Since the model tries to fit instances into the margin, new instances added inside the margin do not impact the models predictions, making this *epsilon-insensitive*.

In [34]:
from sklearn.svm import LinearSVR

svm_reg = LinearSVR(epsilon=1.5)
svm_reg.fit(X, y)

LinearSVR(C=1.0, dual=True, epsilon=1.5, fit_intercept=True,
     intercept_scaling=1.0, loss='epsilon_insensitive', max_iter=1000,
     random_state=None, tol=0.0001, verbose=0)

We can used kernalized SVMs to tackle non-linear regression tasks. Like the SVC class, LinearSVR is faster than SVR(kernal="linear").

In [36]:
from sklearn.svm import SVR

svm_poly_reg = SVR(kernel="poly", degree=2, C=100, epsilon=.1)
svm_poly_reg.fit(X, y)

SVR(C=100, cache_size=200, coef0=0.0, degree=2, epsilon=0.1, gamma='auto',
  kernel='poly', max_iter=-1, shrinking=True, tol=0.001, verbose=False)

## Under the hood

Support Vector Machine Classifiers use the dot product of the feature weights and instance values plus a bias term to classify instances: if the value is positive, it belongs to one class and if negative it belongs to another.

The slope of the decision function is equal to the magnitude of the weight vector. By dividing the slope of the decision function by two, we have doubled the distance of the decision margin from the decision boundary. The smaller the weight vector, the wider the margin. We want to minimize the magnitude of this vector in order to maximize the size of the boundary.

The hard margin optimization attempts to minimize the half the square of the magnitude of the weight vector. This happens because the optimization algorithm performs best on differentiable functions, and the unaltered magnitude is not differentiable when the weight vector is 0.

The soft margin adds a slack variable, which measures how much each instance is allowed to violate the margin. This creates two conflicting objectives: minimize the slack variable to reduce margin violations while making the magnitude of the weight vector as small as possible to maximize the size of the margin. We can control this tradeoff with the C hyperparameter, which allows us to scale the sum of the slack variables.

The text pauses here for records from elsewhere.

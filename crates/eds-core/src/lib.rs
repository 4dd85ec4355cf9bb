pub mod channel_ipc;
pub mod config;
pub mod paths;
pub mod request;
pub mod slots;

pub use request::{decode_batch, encode_batch, RequestBatch, RequestRecord, TabPlacement};
pub use slots::{ServerIdentity, SlotKind, SlotName};
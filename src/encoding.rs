//! Utility functions and types for encoding and decoding the
//! Protobuf-compatible wire format.

use bytes::{Buf, BufMut};

use crate::DecodeError;

/// Encodes an integer value into LEB128 variable length format, and writes it
/// to the buffer.
#[inline]
pub fn encode_varint(mut value: u64, buf: &mut impl BufMut) {
    // Varints are never more than 10 bytes.
    for _ in 0..10 {
        if value < 0x80 {
            buf.put_u8(value as u8);
            break;
        } else {
            buf.put_u8(((value & 0x7F) | 0x80) as u8);
            value >>= 7;
        }
    }
}

/// Decodes a LEB128-encoded variable length integer from the buffer.
#[inline]
pub fn decode_varint(buf: &mut impl Buf) -> Result<u64, DecodeError> {
    let mut value = 0u64;
    for count in 0..core::cmp::min(10, buf.remaining()) {
        let byte = buf.get_u8();
        value |= u64::from(byte & 0x7F) << (count * 7);
        if byte <= 0x7F {
            // The tenth byte may only contribute a single bit.
            if count == 9 && byte >= 0x02 {
                return Err(DecodeError::new("invalid varint"));
            }
            return Ok(value);
        }
    }
    Err(DecodeError::new("invalid varint"))
}

/// Returns the encoded length of the value in LEB128 variable length format.
/// The returned value will be between 1 and 10, inclusive.
#[inline]
pub fn encoded_len_varint(value: u64) -> usize {
    ((((value | 1).leading_zeros() ^ 63) * 9 + 73) / 64) as usize
}

/// ZigZag-encodes a signed integer so that small magnitudes of either sign
/// yield small varints.
#[inline]
pub fn zigzag_encode(value: i64) -> u64 {
    ((value << 1) ^ (value >> 63)) as u64
}

/// Reverses [`zigzag_encode`].
#[inline]
pub fn zigzag_decode(value: u64) -> i64 {
    ((value >> 1) as i64) ^ (-((value & 1) as i64))
}

/// Represents the wire type for the Protobuf-compatible encoding.
///
/// The integer value is equivalent to the encoded value.
#[derive(Clone, Copy, Debug, PartialEq, Eq)]
#[repr(u8)]
pub enum WireType {
    Varint = 0,
    SixtyFourBit = 1,
    LengthDelimited = 2,
    ThirtyTwoBit = 5,
}

impl TryFrom<u64> for WireType {
    type Error = DecodeError;

    #[inline]
    fn try_from(value: u64) -> Result<Self, Self::Error> {
        match value {
            0 => Ok(WireType::Varint),
            1 => Ok(WireType::SixtyFourBit),
            2 => Ok(WireType::LengthDelimited),
            5 => Ok(WireType::ThirtyTwoBit),
            _ => Err(DecodeError::new(format!(
                "invalid wire type value: {}",
                value
            ))),
        }
    }
}

pub const MIN_TAG: u32 = 1;
pub const MAX_TAG: u32 = (1 << 29) - 1;

/// Encodes a field key, which consists of a wire type designator and the
/// field tag.
#[inline]
pub fn encode_key(tag: u32, wire_type: WireType, buf: &mut impl BufMut) {
    debug_assert!((MIN_TAG..=MAX_TAG).contains(&tag));
    let key = (tag << 3) | wire_type as u32;
    encode_varint(u64::from(key), buf);
}

/// Decodes a field key, which consists of a wire type designator and the
/// field tag.
#[inline]
pub fn decode_key(buf: &mut impl Buf) -> Result<(u32, WireType), DecodeError> {
    let key = decode_varint(buf)?;
    if key > u64::from(u32::MAX) {
        return Err(DecodeError::new(format!("invalid key value: {}", key)));
    }
    let wire_type = WireType::try_from(key & 0x07)?;
    let tag = key as u32 >> 3;

    if tag < MIN_TAG {
        return Err(DecodeError::new("invalid tag value: 0"));
    }

    Ok((tag, wire_type))
}

/// Returns the width of an encoded field key with the given tag.
/// The returned width will be between 1 and 5 bytes (inclusive).
#[inline]
pub fn key_len(tag: u32) -> usize {
    encoded_len_varint(u64::from(tag << 3))
}

/// Consumes one field payload of the given wire type without interpreting it.
pub fn skip_field(wire_type: WireType, buf: &mut impl Buf) -> Result<(), DecodeError> {
    let len = match wire_type {
        WireType::Varint => decode_varint(buf).map(|_| 0)?,
        WireType::ThirtyTwoBit => 4,
        WireType::SixtyFourBit => 8,
        WireType::LengthDelimited => decode_varint(buf)?,
    };

    if len > buf.remaining() as u64 {
        return Err(DecodeError::new("buffer underflow"));
    }

    buf.advance(len as usize);
    Ok(())
}
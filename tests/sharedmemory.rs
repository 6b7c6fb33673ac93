//! Shared-memory scenarios exercising both backends.
//!
//! The backend is chosen per construction from `CLUON_SHAREDMEMORY_POSIX`,
//! so every test grabs a process-wide lock before touching the environment.

#![cfg(unix)]

use std::sync::atomic::{AtomicUsize, Ordering};
use std::sync::{Arc, Mutex, MutexGuard, OnceLock};
use std::thread;
use std::time::Duration;

use cluon::SharedMemory;

fn env_lock() -> MutexGuard<'static, ()> {
    static LOCK: OnceLock<Mutex<()>> = OnceLock::new();
    LOCK.get_or_init(|| Mutex::new(()))
        .lock()
        .unwrap_or_else(|poisoned| poisoned.into_inner())
}

fn with_backend<T>(posix: bool, test: impl FnOnce() -> T) -> T {
    let _guard = env_lock();
    std::env::set_var("CLUON_SHAREDMEMORY_POSIX", if posix { "1" } else { "0" });
    let result = test();
    std::env::remove_var("CLUON_SHAREDMEMORY_POSIX");
    result
}

/// A test-unique region name, avoiding collisions between runs.
fn unique_name(label: &str) -> String {
    format!("cluon-test-{}-{}", std::process::id(), label)
}

fn read_u32(region: &mut SharedMemory) -> u32 {
    let slice = region.as_mut_slice().expect("region is invalid");
    u32::from_ne_bytes(slice[..4].try_into().unwrap())
}

fn write_u32(region: &mut SharedMemory, value: u32) {
    let slice = region.as_mut_slice().expect("region is invalid");
    slice[..4].copy_from_slice(&value.to_ne_bytes());
}

#[test]
fn posix_empty_name_is_invalid() {
    with_backend(true, || {
        let region = SharedMemory::new("", 0);
        assert!(!region.valid());
        assert_eq!(region.size(), 0);
        assert!(region.data().is_null());
        assert!(region.name().is_empty());
    });
}

#[test]
fn posix_attaching_to_missing_name_is_invalid() {
    with_backend(true, || {
        let region = SharedMemory::attach("ABC");
        assert!(!region.valid());
        assert_eq!(region.size(), 0);
        assert!(region.data().is_null());
        assert_eq!(region.name(), "/ABC");
    });
}

#[test]
fn posix_long_names_are_truncated() {
    with_backend(true, || {
        let long = "Y".repeat(300);
        let region = SharedMemory::attach(&long);
        assert!(!region.valid());
        assert_eq!(region.name().len(), 254);
        assert!(region.name().starts_with('/'));
    });
}

#[test]
fn posix_create_and_cross_instance_read() {
    with_backend(true, || {
        let name = unique_name("posix-rw");
        let mut creator = SharedMemory::create(&name, 4);
        assert!(creator.valid());
        assert_eq!(creator.size(), 4);
        assert!(!creator.data().is_null());

        creator.lock();
        write_u32(&mut creator, 12345);
        creator.unlock();

        {
            let mut attacher = SharedMemory::attach(&name);
            assert!(attacher.valid());
            assert_eq!(attacher.size(), 4);

            attacher.lock();
            let seen = read_u32(&mut attacher);
            write_u32(&mut attacher, 54321);
            attacher.unlock();
            assert_eq!(seen, 12345);
        }

        creator.lock();
        let seen = read_u32(&mut creator);
        creator.unlock();
        assert_eq!(seen, 54321);
    });
}

#[test]
fn posix_second_thread_writes_value() {
    with_backend(true, || {
        let name = unique_name("posix-thread");
        let mut creator = SharedMemory::create(&name, 4);
        assert!(creator.valid());

        let writer_name = name.clone();
        let writer = thread::spawn(move || {
            let mut region = SharedMemory::attach(&writer_name);
            assert!(region.valid());
            region.lock();
            write_u32(&mut region, 54321);
            region.unlock();
        });
        writer.join().expect("writer thread panicked");

        creator.lock();
        let seen = read_u32(&mut creator);
        creator.unlock();
        assert_eq!(seen, 54321);
    });
}

#[test]
fn posix_mutual_exclusion_produces_exact_sum() {
    with_backend(true, || {
        let name = unique_name("posix-sum");
        let mut creator = SharedMemory::create(&name, 4);
        assert!(creator.valid());

        const THREADS: usize = 4;
        const INCREMENTS: u32 = 500;

        let mut workers = Vec::new();
        for _ in 0..THREADS {
            let worker_name = name.clone();
            workers.push(thread::spawn(move || {
                let mut region = SharedMemory::attach(&worker_name);
                assert!(region.valid());
                for _ in 0..INCREMENTS {
                    region.lock();
                    let value = read_u32(&mut region);
                    write_u32(&mut region, value + 1);
                    region.unlock();
                }
            }));
        }
        for worker in workers {
            worker.join().expect("worker thread panicked");
        }

        creator.lock();
        let total = read_u32(&mut creator);
        creator.unlock();
        assert_eq!(total, THREADS as u32 * INCREMENTS);
    });
}

#[test]
fn posix_notify_all_wakes_every_waiter() {
    with_backend(true, || {
        let name = unique_name("posix-cond");
        let mut creator = SharedMemory::create(&name, 4);
        assert!(creator.valid());

        let woken = Arc::new(AtomicUsize::new(0));
        let mut waiters = Vec::new();
        for increment in [1u32, 2] {
            let waiter_name = name.clone();
            let waiter_woken = Arc::clone(&woken);
            waiters.push(thread::spawn(move || {
                let mut region = SharedMemory::attach(&waiter_name);
                assert!(region.valid());
                region.lock();
                region.wait();
                let value = read_u32(&mut region);
                write_u32(&mut region, value + increment);
                region.unlock();
                waiter_woken.fetch_add(1, Ordering::SeqCst);
            }));
        }

        // Broadcast until both waiters have come through; a waiter released
        // early by a spurious wakeup still increments exactly once.
        while woken.load(Ordering::SeqCst) < 2 {
            creator.notify_all();
            thread::sleep(Duration::from_millis(10));
        }
        for waiter in waiters {
            waiter.join().expect("waiter thread panicked");
        }

        creator.lock();
        let total = read_u32(&mut creator);
        creator.unlock();
        assert_eq!(total, 3);
    });
}

#[test]
fn sysv_names_are_rooted_under_tmp() {
    with_backend(false, || {
        let region = SharedMemory::attach("ABC");
        assert!(!region.valid());
        assert_eq!(region.name(), "/tmp/ABC");
    });
}

#[test]
fn sysv_nested_directories_fail_creation() {
    with_backend(false, || {
        let region = SharedMemory::create("/tmp/nested/folders/not/supported", 4);
        assert!(!region.valid());
        assert_eq!(region.size(), 0);
        assert!(region.data().is_null());
        assert_eq!(region.name(), "/tmp/nested/folders/not/supported");
    });
}

#[test]
fn sysv_create_and_cross_instance_read() {
    with_backend(false, || {
        let name = unique_name("sysv-rw");
        let mut creator = SharedMemory::create(&name, 4);
        assert!(creator.valid());
        assert_eq!(creator.size(), 4);
        assert_eq!(creator.name(), format!("/tmp/{}", name));

        creator.lock();
        write_u32(&mut creator, 12345);
        creator.unlock();

        {
            let mut attacher = SharedMemory::attach(&name);
            assert!(attacher.valid());
            assert_eq!(attacher.size(), 4);
            attacher.lock();
            assert_eq!(read_u32(&mut attacher), 12345);
            attacher.unlock();
        }

        assert!(creator.valid());
    });
}

#[test]
fn sysv_second_creator_displaces_first_instance() {
    with_backend(false, || {
        let name = unique_name("sysv-displace");
        let mut first = SharedMemory::create(&name, 4);
        assert!(first.valid());
        first.lock();
        write_u32(&mut first, 12345);
        first.unlock();

        {
            let mut second = SharedMemory::create(&name, 4);
            assert!(second.valid());
            second.lock();
            write_u32(&mut second, 23456);
            second.unlock();
        }

        // The displaced instance notices on its next lock attempt and every
        // further operation is a no-op.
        assert!(first.valid());
        first.lock();
        assert!(!first.valid());
        first.unlock();
        assert!(!first.valid());
        first.wait();
        assert!(!first.valid());
        first.notify_all();
        assert!(!first.valid());
    });
}

#[test]
fn sysv_notify_all_wakes_every_waiter() {
    with_backend(false, || {
        let name = unique_name("sysv-cond");
        let mut creator = SharedMemory::create(&name, 4);
        assert!(creator.valid());

        let woken = Arc::new(AtomicUsize::new(0));
        let mut waiters = Vec::new();
        for increment in [1u32, 2] {
            let waiter_name = name.clone();
            let waiter_woken = Arc::clone(&woken);
            waiters.push(thread::spawn(move || {
                let mut region = SharedMemory::attach(&waiter_name);
                assert!(region.valid());
                region.lock();
                region.wait();
                let value = read_u32(&mut region);
                write_u32(&mut region, value + increment);
                region.unlock();
                waiter_woken.fetch_add(1, Ordering::SeqCst);
            }));
        }

        while woken.load(Ordering::SeqCst) < 2 {
            creator.notify_all();
            thread::sleep(Duration::from_millis(10));
        }
        for waiter in waiters {
            waiter.join().expect("waiter thread panicked");
        }

        creator.lock();
        let total = read_u32(&mut creator);
        creator.unlock();
        assert_eq!(total, 3);
    });
}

Look at chapter 5 for more detail on these equations

### Quadratic Programming

This math is too complicated for me to try and summarize, check the book for more info

### The Dual Problem

Given an optimization problem known as the *primal problem*, it is possible to express a similar problem known as the *dual problem*. This is usually a lower bound to the primal problem but it can also have the solution under certain conditions. Support Vector Machines satisfy these requirements so both or either equation can be used.